Research in scientitic programming enables us to realize more and more complex applications, and on the other hand, application-driven demands on computing methods and power are continuously growing. Therefore, interdisciplinary approaches become more widely used. The interdisciplinary SPINET project presented in this article applies modern scientific computing tools to biomechanical simulations: parallel computing and symbolic and modern functional programming. The target application is the human spine. Simulations of the spine help us to investigate and better understand the mechanisms of back pain and spinal injury. Two approaches have been used: the first uses the finite element method for high-performance simulations of static biomechanical models, and the second generates a simulation developmenttool for experimenting with different dynamic models.
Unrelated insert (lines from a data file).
//! Bucket Item Row Component

use leptos::prelude::*;

use bucket_core::{Item, ItemId};

/// One row: completion toggle, description, delete button
///
/// `on_toggle` receives the id and the completion state the row was rendered with.
#[component]
pub fn BucketItemRow(
    item: Item,
    #[prop(into)] on_toggle: Callback<(ItemId, bool)>,
    #[prop(into)] on_delete: Callback<ItemId>,
) -> impl IntoView {
    let Item { id, description, completed } = item;
    let delete_id = id.clone();

    view! {
        <li class="bucket-row">
            <button
                class="toggle-btn"
                title={if completed { "Mark as not done" } else { "Mark as done" }}
                on:click=move |_| on_toggle.run((id.clone(), completed))
            >
                {if completed { "☑" } else { "☐" }}
            </button>

            <span class={if completed { "bucket-text completed" } else { "bucket-text" }}>
                {description}
            </span>

            <button class="delete-btn" title="Delete" on:click=move |_| on_delete.run(delete_id.clone())>
                "🗑"
            </button>
        </li>
    }
}
//! Flight Offers
//!
//! Fixed sample records shown beside the bucket list. Never fetched.

/// Carrier shown on a flight card
#[derive(Debug, Clone, Copy, PartialEq, Eq)]
pub struct Airline {
    pub name: &'static str,
    pub logo: &'static str,
}

/// Emissions estimate in kg CO2e and its change against typical routes
#[derive(Debug, Clone, Copy, PartialEq, Eq)]
pub struct Emissions {
    pub kg: u32,
    pub change_percent: i32,
}

impl Emissions {
    /// e.g. `+14% emissions` or `-21% emissions`
    pub fn label(&self) -> String {
        format!("{:+}% emissions", self.change_percent)
    }

    pub fn is_above_typical(&self) -> bool {
        self.change_percent > 0
    }
}

/// A static sample flight offer
#[derive(Debug, Clone, Copy, PartialEq, Eq)]
pub struct FlightOffer {
    pub airline: Airline,
    pub time: &'static str,
    pub duration: &'static str,
    pub emissions: Emissions,
    /// Whole US dollars
    pub price: u32,
    pub details: &'static [&'static str],
}

impl FlightOffer {
    pub fn price_label(&self) -> String {
        format!("${}", self.price)
    }
}

const STANDARD_DETAILS: &[&str] = &["Boeing 737", "Extra legroom", "In-flight entertainment"];

pub static SAMPLE_OFFERS: &[FlightOffer] = &[
    FlightOffer {
        airline: Airline {
            name: "Alaska Airlines",
            logo: "https://m.media-amazon.com/images/I/51f3uYGjenL._h1_.png",
        },
        time: "1:26 PM - 9:30 PM",
        duration: "5 hr 4 min",
        emissions: Emissions { kg: 368, change_percent: 14 },
        price: 605,
        details: &["Boeing 737", "Meal included", "Free Wi-Fi available"],
    },
    FlightOffer {
        airline: Airline {
            name: "United Airlines",
            logo: "https://ih1.redbubble.net/image.4826145001.4783/raf,360x360,075,t,fafafa:ca443f4786.jpg",
        },
        time: "6:45 AM - 2:59 PM",
        duration: "5 hr 14 min",
        emissions: Emissions { kg: 254, change_percent: -21 },
        price: 613,
        details: STANDARD_DETAILS,
    },
    FlightOffer {
        airline: Airline {
            name: "Delta Airlines",
            logo: "https://encrypted-tbn0.gstatic.com/images?q=tbn:ANd9GcRDG3mx0ouDRNS5kGnGS6SxoO8r9nO369SBKw&s",
        },
        time: "6:45 AM - 2:59 PM",
        duration: "5 hr 14 min",
        emissions: Emissions { kg: 254, change_percent: -21 },
        price: 613,
        details: STANDARD_DETAILS,
    },
    FlightOffer {
        airline: Airline {
            name: "American Airlines",
            logo: "https://external-preview.redd.it/noGVmHkGp3tV46SVyR3TSndGMlFp-2Vf3uLBm9UUZlY.png?auto=webp&s=fd18075339f5cf34ee0a7512ede6476c619a21cb",
        },
        time: "6:45 AM - 2:59 PM",
        duration: "5 hr 14 min",
        emissions: Emissions { kg: 368, change_percent: 14 },
        price: 613,
        details: STANDARD_DETAILS,
    },
    FlightOffer {
        airline: Airline {
            name: "Spirit Airlines",
            logo: "https://i.etsystatic.com/11453548/r/il/8ec664/1689755000/il_570xN.1689755000_9e6k.jpg",
        },
        time: "6:45 AM - 2:59 PM",
        duration: "5 hr 14 min",
        emissions: Emissions { kg: 254, change_percent: -21 },
        price: 613,
        details: STANDARD_DETAILS,
    },
    FlightOffer {
        airline: Airline {
            name: "Korean Air",
            logo: "https://i.pinimg.com/originals/79/2b/c9/792bc9f5ca882dd26d13bc5b0ac3337a.jpg",
        },
        time: "6:45 AM - 2:59 PM",
        duration: "5 hr 14 min",
        emissions: Emissions { kg: 368, change_percent: 14 },
        price: 613,
        details: STANDARD_DETAILS,
    },
];

#[cfg(test)]
mod tests {
    use super::*;

    #[test]
    fn test_emission_labels() {
        assert_eq!(SAMPLE_OFFERS[0].emissions.label(), "+14% emissions");
        assert_eq!(SAMPLE_OFFERS[1].emissions.label(), "-21% emissions");
        assert!(SAMPLE_OFFERS[0].emissions.is_above_typical());
        assert!(!SAMPLE_OFFERS[1].emissions.is_above_typical());
    }

    #[test]
    fn test_sample_offers() {
        assert_eq!(SAMPLE_OFFERS.len(), 6);
        assert_eq!(SAMPLE_OFFERS[0].price_label(), "$605");
        assert!(SAMPLE_OFFERS.iter().all(|offer| offer.details.len() == 3));
        assert_eq!(SAMPLE_OFFERS[5].airline.name, "Korean Air");
    }
}
//! Dashboard Page
//!
//! Bucket list on the left, sample flights on the right.

use leptos::prelude::*;
use leptos::task::spawn_local;
use reactive_stores::Store;

use crate::components::{BucketListView, DiagnosticsPanel, FlightPanel, ItemEditor};
use crate::gateway::create_gateway;
use crate::store::{load_items, DashboardState};

#[component]
pub fn Dashboard() -> impl IntoView {
    let store = Store::new(DashboardState::default());
    let gateway = create_gateway();

    // Load items on mount
    Effect::new(move |_| {
        spawn_local(async move {
            let gateway = gateway.get_value();
            let _ = load_items(&store, &gateway).await;
        });
    });

    view! {
        <div class="dashboard">
            <section class="bucket-column">
                <h1>"Your BucketList"</h1>
                <ItemEditor store=store gateway=gateway />
                <BucketListView store=store gateway=gateway />
                <DiagnosticsPanel />
            </section>

            <section class="flight-column">
                <h1>"Real-time Flight Data"</h1>
                <FlightPanel />
            </section>
        </div>
    }
}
A finite element program for static analysis has been parallelized for the MUSIC machine. To solve the sparse system of linear equations, a conjugate gradient solver (iterative method) and a frontal solver (direct method) have been implemented. The preprocessor required for the frontal solver is written in the modern functional programming language SML, the solver itself in C, thus exploiting the characteristic advantages of both functional and imperative programming. The speedup analysis of both solvers show very satisfactory results for this irregular problem. A mixed symbolic-numeric environment for rigid body system simulations is presented. It automatically generates C code from a problem specification expressed by the Lagrange formalism using Maple.